When John identifies a strategic exit point, he will send you an alert with specific trade information as to what security to sell, when to sell it, and at what price. Most often, it will be to TAKE PROFITS, but, on rare occasions, it will be to exercise a STOP LOSS at a predetermined price to adhere to strict risk management discipline.
Tech Alert - Tesla, Inc. (TSLA) – BUY
BUY Tesla, Inc. (TSLA) May 2022 $690-$720 in-the-money vertical BULL CALL spread at $25.00
Opening Trade
4-26-2022
expiration date: May 20, 2022
Portfolio weighting: 10%
Number of Contracts = 4 contracts
This is a tactical trade in Tesla (TSLA) that the underlying TSLA stock will stay above $720 in the next 24 days.
We got a more than 11% selloff in TSLA shares this morning and the stock is down from $1,100 high in January.

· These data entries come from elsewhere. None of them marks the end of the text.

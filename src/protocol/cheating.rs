//! Cheat Taxonomy and Evidence
//!
//! Verification failures are not errors: they become classified evidence
//! objects naming the accused, carrying the offending material, and
//! triggering invalidation. Evidence is self-contained so a third party
//! holding only the ledger and the accused's participant id can re-derive
//! the verdict.

use serde::{Deserialize, Serialize};
use serde_json::{json, Value};

use crate::core::now_millis;
use crate::ledger::chain::Ledger;
use crate::ledger::transaction::Transaction;
use crate::proof::commitment::{verify_membership, CommitmentPublic, GridCommitment, GRID_SCHEME_TAG};
use crate::proof::merkle::MerkleProof;

/// The closed set of detectable violations.
#[derive(Clone, Copy, Debug, PartialEq, Eq, Serialize, Deserialize)]
#[serde(rename_all = "SCREAMING_SNAKE_CASE")]
pub enum CheatKind {
    /// A membership proof failed against the accused's committed root.
    InvalidProof,
    /// A transaction signature did not verify against its claimed author.
    ForgedSignature,
    /// A revealed witness is inconsistent with the original commitment.
    CommitmentMismatch,
    /// The hash chain failed integrity replay.
    LedgerTamper,
    /// A pending action exceeded its deadline.
    TimeoutStall,
    /// An action arrived from a participant out of turn.
    DoubleMove,
    /// An action type outside the declared allowlist.
    InvalidMove,
}

/// Self-contained evidence of one violation.
#[derive(Clone, Debug, PartialEq, Serialize, Deserialize)]
pub struct CheatEvidence {
    /// What rule was broken.
    pub kind: CheatKind,
    /// Participant id of the accused.
    pub accused: String,
    /// The offending material: transaction, proof, block reference, or
    /// timeout record, shaped per kind.
    pub witness: Value,
    /// When the violation was detected, milliseconds since the epoch.
    pub at: u64,
}

impl CheatEvidence {
    /// Build evidence stamped with the current clock.
    pub fn new(kind: CheatKind, accused: impl Into<String>, witness: Value) -> Self {
        let evidence = Self {
            kind,
            accused: accused.into(),
            witness,
            at: now_millis(),
        };
        tracing::warn!(kind = ?evidence.kind, accused = %short_id(&evidence.accused), "cheat evidence recorded");
        evidence
    }

    /// Evidence for a forged transaction signature.
    pub fn forged_signature(accused: &str, tx: &Transaction) -> Self {
        Self::new(
            CheatKind::ForgedSignature,
            accused,
            json!({ "transaction": tx }),
        )
    }

    /// Evidence for a proof that fails against the accused's root.
    pub fn invalid_proof(
        accused: &str,
        commitment: &CommitmentPublic,
        query: &Value,
        asserted: &Value,
        proof: &MerkleProof,
    ) -> Self {
        Self::new(
            CheatKind::InvalidProof,
            accused,
            json!({
                "commitment": commitment,
                "query": query,
                "asserted": asserted,
                "proof": proof,
            }),
        )
    }

    /// Evidence for a revealed witness that cannot reproduce the root.
    pub fn commitment_mismatch(
        accused: &str,
        commitment: &CommitmentPublic,
        revealed: &Value,
    ) -> Self {
        Self::new(
            CheatKind::CommitmentMismatch,
            accused,
            json!({ "commitment": commitment, "revealed": revealed }),
        )
    }

    /// Re-derive the verdict from the witness material plus the ledger.
    ///
    /// Returns true when the evidence independently checks out. Timeout and
    /// turn violations depend on the observer's clock and turn window and
    /// cannot be re-derived by a third party; replaying the ledger is the
    /// audit path for those.
    pub fn reverify(&self, ledger: &Ledger) -> bool {
        match self.kind {
            CheatKind::ForgedSignature => {
                let Some(tx) = self.witness_transaction() else {
                    return false;
                };
                !tx.verify_signature()
            }
            CheatKind::InvalidProof => {
                let (Some(commitment), Some(proof)) = (
                    self.witness_field::<CommitmentPublic>("commitment"),
                    self.witness_field::<MerkleProof>("proof"),
                ) else {
                    return false;
                };
                let query = self.witness.get("query").cloned().unwrap_or(Value::Null);
                let asserted = self.witness.get("asserted").cloned().unwrap_or(Value::Null);
                !verify_membership(&commitment, &query, &asserted, &proof)
            }
            CheatKind::CommitmentMismatch => {
                let Some(commitment) = self.witness_field::<CommitmentPublic>("commitment") else {
                    return false;
                };
                let Some(revealed) = self.witness.get("revealed") else {
                    return false;
                };
                match commitment.scheme_tag.as_str() {
                    GRID_SCHEME_TAG => {
                        !GridCommitment::verify_revealed_witness(&commitment, revealed)
                    }
                    _ => false,
                }
            }
            CheatKind::LedgerTamper => ledger.verify().is_err(),
            CheatKind::InvalidMove => {
                let Some(tx) = self.witness_transaction() else {
                    return false;
                };
                let Some(allowed) = self.witness.get("allowed").and_then(Value::as_array) else {
                    return false;
                };
                let Some(action_type) = tx.data.get("type").and_then(Value::as_str) else {
                    return false;
                };
                !allowed.iter().any(|a| a.as_str() == Some(action_type))
            }
            CheatKind::TimeoutStall | CheatKind::DoubleMove => false,
        }
    }

    fn witness_transaction(&self) -> Option<Transaction> {
        self.witness_field::<Transaction>("transaction")
    }

    fn witness_field<T: serde::de::DeserializeOwned>(&self, key: &str) -> Option<T> {
        serde_json::from_value(self.witness.get(key)?.clone()).ok()
    }
}

/// Abbreviate a participant id for log lines.
pub(crate) fn short_id(id: &str) -> &str {
    id.get(..12).unwrap_or(id)
}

The stock has been whipsawing as news dinks and dunks in that Founder and CEO of Tesla Elon Musk will pledge $63 billion of his Tesla shares to secure funding for his Twitter purchase.
The stock is down as this raises the level of debt servicing that Tesla founder is responsible for and could result in him burning Tesla shares to cover the interest and principal payments to Wall Street financiers. These banks don’t do these deals for free.
I understand the Nasdaq market is deteriorating and the tech portfolio has 2 short Chinese tech bear put spreads, but this is more about positioning as the negative TSLA news is baked into the price and is a solid hedge for our short positions after taking profits on BABA.
Here are the specific trades you need to execute this position:
Buy 4 May 2022 (TSLA) $690 calsl at………….………$209.00
Sell short 4 May 2022 (TSLA) $720 calls at………….$184.00
Net Cost:……………………..…….………..….............….....$25.00
Potential Profit: $30 - $25 = $5
(4 X 100 X $5) = $2,000 or 20.00% in 25 days
If you are uncertain on how to execute an options spread, please watch my training video by clicking here.
The best execution can be had by placing your bid for the entire spread in the middle market and waiting for the market to come to you. The difference between the bid and the offer on these deep in-the-money spread trades can be enormous.
Don’t execute the legs individually or you will end up losing much of your profit. Spread pricing can be very volatile on expiration months farther out.
Keep in mind that these are ballpark prices at best. After the alerts go out, prices can be all over the map.